»»

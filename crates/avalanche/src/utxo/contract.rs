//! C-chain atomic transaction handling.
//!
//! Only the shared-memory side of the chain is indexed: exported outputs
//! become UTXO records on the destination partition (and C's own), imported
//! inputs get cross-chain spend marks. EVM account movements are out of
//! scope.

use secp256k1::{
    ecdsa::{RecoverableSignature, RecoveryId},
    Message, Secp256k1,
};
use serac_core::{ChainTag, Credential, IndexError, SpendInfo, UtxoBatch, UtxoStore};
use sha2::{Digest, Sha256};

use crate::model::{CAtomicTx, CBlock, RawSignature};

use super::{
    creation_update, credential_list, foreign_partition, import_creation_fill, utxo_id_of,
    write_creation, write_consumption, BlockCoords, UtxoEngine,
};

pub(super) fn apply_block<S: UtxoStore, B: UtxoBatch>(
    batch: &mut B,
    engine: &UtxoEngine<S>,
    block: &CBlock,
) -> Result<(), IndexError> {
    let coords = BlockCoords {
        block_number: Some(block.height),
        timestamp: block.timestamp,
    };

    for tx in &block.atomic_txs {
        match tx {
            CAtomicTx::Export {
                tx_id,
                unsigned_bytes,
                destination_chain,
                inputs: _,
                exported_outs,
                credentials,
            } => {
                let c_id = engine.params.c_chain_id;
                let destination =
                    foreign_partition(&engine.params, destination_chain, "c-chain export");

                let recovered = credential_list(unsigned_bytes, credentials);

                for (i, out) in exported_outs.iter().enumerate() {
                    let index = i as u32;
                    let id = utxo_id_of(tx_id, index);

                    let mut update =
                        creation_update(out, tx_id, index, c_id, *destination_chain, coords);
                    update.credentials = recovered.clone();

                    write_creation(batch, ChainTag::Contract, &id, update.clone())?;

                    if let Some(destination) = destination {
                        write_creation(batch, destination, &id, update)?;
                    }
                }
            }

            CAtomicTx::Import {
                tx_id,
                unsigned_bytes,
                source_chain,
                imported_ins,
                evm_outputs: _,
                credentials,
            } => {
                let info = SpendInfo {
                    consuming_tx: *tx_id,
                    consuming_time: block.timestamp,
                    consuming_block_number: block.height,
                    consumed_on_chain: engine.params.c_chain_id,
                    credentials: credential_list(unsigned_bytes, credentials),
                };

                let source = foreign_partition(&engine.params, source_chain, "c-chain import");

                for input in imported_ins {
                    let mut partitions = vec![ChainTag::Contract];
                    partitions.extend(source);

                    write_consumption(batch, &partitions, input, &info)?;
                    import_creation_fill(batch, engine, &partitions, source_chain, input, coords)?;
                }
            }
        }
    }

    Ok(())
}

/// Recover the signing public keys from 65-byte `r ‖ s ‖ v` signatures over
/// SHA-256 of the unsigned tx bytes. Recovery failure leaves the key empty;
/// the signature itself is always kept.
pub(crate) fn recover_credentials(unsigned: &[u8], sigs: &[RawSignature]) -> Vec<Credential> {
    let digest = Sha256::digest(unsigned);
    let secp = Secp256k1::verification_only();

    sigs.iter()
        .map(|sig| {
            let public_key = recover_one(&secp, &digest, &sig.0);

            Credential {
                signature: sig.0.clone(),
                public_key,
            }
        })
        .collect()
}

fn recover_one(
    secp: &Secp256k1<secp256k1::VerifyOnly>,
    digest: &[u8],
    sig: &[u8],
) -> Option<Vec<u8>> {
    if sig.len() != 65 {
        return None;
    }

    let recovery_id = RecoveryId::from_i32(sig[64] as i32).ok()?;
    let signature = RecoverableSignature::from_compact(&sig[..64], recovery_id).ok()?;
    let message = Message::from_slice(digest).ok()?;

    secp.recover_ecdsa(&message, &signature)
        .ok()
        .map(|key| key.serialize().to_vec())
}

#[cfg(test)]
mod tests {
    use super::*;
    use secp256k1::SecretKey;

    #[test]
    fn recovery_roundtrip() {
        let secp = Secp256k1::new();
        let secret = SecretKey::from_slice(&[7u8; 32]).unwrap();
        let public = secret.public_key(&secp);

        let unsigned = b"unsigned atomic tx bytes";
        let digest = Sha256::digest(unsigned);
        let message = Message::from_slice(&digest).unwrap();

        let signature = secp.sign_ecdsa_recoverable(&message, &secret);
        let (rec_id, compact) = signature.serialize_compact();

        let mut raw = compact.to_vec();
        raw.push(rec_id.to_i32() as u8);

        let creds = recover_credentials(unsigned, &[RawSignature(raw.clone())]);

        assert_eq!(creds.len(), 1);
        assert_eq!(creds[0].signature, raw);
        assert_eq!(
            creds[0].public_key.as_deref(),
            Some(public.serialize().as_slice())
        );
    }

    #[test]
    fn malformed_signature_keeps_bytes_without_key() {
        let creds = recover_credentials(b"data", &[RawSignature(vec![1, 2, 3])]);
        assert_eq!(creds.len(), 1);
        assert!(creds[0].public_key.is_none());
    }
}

««
»»

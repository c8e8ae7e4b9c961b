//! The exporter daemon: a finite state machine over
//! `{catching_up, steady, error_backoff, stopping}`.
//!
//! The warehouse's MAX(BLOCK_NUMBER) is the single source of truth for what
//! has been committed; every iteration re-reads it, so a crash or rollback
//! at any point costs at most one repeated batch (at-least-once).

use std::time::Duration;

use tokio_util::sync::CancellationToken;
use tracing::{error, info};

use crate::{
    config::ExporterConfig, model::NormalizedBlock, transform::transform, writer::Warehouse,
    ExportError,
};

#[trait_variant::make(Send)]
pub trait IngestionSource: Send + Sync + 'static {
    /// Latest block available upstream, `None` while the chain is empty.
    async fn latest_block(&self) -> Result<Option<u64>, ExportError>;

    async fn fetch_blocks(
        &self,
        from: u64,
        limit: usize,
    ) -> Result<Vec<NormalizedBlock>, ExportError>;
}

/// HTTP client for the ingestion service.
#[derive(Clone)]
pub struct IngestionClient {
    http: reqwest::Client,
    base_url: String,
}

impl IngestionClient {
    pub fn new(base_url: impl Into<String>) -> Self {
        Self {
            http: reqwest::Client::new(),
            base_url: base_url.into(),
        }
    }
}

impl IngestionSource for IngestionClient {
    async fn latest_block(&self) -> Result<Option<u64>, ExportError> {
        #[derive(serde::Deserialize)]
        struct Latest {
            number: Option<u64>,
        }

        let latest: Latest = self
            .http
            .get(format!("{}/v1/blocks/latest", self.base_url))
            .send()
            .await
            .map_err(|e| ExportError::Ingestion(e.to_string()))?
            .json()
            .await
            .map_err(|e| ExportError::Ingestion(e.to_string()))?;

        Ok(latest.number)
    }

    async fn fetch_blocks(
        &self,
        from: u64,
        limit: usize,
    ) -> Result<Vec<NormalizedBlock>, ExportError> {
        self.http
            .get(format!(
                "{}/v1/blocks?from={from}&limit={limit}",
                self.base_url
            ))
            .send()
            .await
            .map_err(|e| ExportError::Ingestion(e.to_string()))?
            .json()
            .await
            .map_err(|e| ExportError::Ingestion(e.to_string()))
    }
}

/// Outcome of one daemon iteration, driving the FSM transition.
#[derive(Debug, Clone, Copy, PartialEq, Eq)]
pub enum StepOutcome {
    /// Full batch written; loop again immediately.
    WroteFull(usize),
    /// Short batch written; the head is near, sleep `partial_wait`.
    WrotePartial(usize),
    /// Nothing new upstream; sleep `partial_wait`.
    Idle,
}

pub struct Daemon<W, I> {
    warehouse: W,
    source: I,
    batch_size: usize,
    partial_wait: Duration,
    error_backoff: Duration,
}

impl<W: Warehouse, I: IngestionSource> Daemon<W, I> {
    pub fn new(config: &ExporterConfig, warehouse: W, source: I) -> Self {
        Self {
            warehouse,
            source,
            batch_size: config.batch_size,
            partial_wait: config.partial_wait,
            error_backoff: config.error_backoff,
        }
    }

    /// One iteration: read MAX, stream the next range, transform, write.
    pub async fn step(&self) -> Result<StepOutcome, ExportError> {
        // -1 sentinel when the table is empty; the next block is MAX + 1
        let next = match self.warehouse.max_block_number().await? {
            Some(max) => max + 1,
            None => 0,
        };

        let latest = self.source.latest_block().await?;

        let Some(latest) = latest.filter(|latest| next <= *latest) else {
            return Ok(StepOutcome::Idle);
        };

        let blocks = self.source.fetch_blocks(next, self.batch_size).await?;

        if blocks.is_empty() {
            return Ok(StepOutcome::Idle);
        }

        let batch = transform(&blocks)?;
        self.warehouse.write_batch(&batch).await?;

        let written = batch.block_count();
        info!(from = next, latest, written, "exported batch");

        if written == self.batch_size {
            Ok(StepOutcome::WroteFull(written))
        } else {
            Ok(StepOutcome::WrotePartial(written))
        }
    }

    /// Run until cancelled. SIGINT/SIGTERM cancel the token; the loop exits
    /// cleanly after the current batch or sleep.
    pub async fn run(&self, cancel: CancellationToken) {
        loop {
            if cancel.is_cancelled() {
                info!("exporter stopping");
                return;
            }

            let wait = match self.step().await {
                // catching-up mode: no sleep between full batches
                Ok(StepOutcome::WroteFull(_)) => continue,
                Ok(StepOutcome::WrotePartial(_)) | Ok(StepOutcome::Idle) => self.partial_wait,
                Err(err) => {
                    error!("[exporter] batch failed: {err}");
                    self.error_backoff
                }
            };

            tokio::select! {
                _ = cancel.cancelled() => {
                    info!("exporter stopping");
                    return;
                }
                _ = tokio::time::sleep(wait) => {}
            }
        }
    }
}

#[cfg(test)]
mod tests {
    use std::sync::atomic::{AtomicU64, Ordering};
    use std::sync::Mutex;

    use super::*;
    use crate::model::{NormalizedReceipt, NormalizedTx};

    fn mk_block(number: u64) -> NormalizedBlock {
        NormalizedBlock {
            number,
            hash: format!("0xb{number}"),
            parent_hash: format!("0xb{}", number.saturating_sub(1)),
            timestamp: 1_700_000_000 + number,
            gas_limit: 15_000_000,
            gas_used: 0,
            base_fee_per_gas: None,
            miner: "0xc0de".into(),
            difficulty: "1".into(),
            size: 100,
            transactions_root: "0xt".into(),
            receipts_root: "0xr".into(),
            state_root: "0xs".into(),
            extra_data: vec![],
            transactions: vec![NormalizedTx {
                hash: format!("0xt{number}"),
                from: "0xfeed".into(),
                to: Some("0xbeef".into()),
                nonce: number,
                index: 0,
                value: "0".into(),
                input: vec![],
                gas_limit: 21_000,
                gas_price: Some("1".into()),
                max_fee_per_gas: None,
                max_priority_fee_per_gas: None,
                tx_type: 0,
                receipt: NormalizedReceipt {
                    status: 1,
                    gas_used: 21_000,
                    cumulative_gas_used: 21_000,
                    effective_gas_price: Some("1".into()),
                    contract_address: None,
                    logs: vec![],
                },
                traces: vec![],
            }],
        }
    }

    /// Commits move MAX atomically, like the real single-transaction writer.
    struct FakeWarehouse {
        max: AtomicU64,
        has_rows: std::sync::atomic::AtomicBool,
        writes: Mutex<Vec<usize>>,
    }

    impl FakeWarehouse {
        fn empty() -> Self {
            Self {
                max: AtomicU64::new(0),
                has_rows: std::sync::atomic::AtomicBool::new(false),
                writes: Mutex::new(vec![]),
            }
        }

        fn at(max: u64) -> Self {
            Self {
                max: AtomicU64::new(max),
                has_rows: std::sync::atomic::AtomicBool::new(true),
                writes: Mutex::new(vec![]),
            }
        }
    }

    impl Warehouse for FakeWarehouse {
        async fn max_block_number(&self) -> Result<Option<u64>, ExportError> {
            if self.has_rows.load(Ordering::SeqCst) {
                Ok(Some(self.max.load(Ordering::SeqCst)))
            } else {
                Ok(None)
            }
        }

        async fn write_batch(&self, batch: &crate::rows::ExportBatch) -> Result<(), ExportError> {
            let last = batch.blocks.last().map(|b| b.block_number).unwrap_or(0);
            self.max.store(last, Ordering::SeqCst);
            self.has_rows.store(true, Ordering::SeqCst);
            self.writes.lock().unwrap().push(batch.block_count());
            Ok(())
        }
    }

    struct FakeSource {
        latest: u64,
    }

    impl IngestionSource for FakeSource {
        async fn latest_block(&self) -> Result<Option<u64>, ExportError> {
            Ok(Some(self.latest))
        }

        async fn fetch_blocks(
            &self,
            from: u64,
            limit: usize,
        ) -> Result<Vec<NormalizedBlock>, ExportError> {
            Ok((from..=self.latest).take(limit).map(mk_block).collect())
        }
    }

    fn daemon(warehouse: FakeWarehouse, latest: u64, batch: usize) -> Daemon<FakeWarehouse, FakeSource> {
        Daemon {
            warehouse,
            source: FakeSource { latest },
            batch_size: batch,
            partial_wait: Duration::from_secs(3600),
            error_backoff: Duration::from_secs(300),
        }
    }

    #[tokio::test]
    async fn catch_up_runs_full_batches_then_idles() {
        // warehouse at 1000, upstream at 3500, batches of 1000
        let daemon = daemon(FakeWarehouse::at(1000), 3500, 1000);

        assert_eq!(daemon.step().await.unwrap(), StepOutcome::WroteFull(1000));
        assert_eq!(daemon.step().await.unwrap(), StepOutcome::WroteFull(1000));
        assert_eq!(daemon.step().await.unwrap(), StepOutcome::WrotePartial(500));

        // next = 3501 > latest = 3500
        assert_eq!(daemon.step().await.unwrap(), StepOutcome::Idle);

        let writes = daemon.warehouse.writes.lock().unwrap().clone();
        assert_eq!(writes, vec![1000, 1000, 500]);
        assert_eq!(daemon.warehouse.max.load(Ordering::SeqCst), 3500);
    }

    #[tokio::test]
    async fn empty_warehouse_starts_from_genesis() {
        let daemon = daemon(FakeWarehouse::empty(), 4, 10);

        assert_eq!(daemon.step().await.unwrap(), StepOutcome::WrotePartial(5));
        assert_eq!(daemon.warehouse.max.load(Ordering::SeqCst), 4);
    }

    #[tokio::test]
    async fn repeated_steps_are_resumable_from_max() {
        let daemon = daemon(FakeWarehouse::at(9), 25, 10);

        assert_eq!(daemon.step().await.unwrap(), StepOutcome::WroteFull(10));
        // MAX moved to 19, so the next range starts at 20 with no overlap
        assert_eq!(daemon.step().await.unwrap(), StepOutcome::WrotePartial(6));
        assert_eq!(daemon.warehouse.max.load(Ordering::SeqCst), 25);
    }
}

««
»»

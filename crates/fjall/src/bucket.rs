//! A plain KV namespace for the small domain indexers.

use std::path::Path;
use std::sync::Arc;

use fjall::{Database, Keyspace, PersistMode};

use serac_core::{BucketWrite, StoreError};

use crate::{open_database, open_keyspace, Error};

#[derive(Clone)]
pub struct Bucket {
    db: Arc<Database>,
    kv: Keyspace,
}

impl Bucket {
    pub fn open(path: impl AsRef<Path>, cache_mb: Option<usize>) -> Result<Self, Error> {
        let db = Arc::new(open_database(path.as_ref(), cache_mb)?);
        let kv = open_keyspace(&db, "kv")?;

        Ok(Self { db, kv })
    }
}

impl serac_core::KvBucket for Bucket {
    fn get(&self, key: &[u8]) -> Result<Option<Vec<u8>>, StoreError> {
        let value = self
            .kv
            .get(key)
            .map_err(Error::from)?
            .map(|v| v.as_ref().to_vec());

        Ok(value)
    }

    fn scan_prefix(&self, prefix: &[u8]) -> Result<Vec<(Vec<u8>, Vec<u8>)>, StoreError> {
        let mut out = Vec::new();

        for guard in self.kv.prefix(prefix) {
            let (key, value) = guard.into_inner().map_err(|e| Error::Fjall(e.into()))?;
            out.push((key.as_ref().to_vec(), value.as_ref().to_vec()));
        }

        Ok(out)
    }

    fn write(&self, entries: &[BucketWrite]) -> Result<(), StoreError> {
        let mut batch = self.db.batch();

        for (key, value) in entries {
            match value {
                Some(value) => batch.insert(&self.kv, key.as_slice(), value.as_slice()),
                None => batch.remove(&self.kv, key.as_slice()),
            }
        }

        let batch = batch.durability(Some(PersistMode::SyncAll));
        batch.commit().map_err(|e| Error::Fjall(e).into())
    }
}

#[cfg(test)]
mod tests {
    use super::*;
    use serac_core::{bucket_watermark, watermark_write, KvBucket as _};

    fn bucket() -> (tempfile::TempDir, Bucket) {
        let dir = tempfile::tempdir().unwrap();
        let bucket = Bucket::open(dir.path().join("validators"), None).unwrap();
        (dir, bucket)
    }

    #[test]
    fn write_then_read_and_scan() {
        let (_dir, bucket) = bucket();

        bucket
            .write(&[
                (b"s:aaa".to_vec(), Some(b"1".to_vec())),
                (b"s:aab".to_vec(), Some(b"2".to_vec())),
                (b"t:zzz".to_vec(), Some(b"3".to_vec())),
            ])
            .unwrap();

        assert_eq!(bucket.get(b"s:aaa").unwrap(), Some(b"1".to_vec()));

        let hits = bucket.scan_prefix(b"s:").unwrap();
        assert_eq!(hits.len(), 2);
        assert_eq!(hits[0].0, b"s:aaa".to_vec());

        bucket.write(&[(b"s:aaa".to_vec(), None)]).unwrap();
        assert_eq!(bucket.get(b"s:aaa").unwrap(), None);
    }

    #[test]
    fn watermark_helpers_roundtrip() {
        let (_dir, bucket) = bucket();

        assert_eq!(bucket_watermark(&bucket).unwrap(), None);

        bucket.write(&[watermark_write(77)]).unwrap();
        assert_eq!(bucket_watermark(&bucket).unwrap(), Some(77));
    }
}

««

[PROBLEM TO WORK ON] For the string "BucketWrite", show each line of the entries above where it occurs.

[YOUR RESPONSE]
use serac_core::{BucketWrite, StoreError};
    fn write(&self, entries: &[BucketWrite]) -> Result<(), StoreError> {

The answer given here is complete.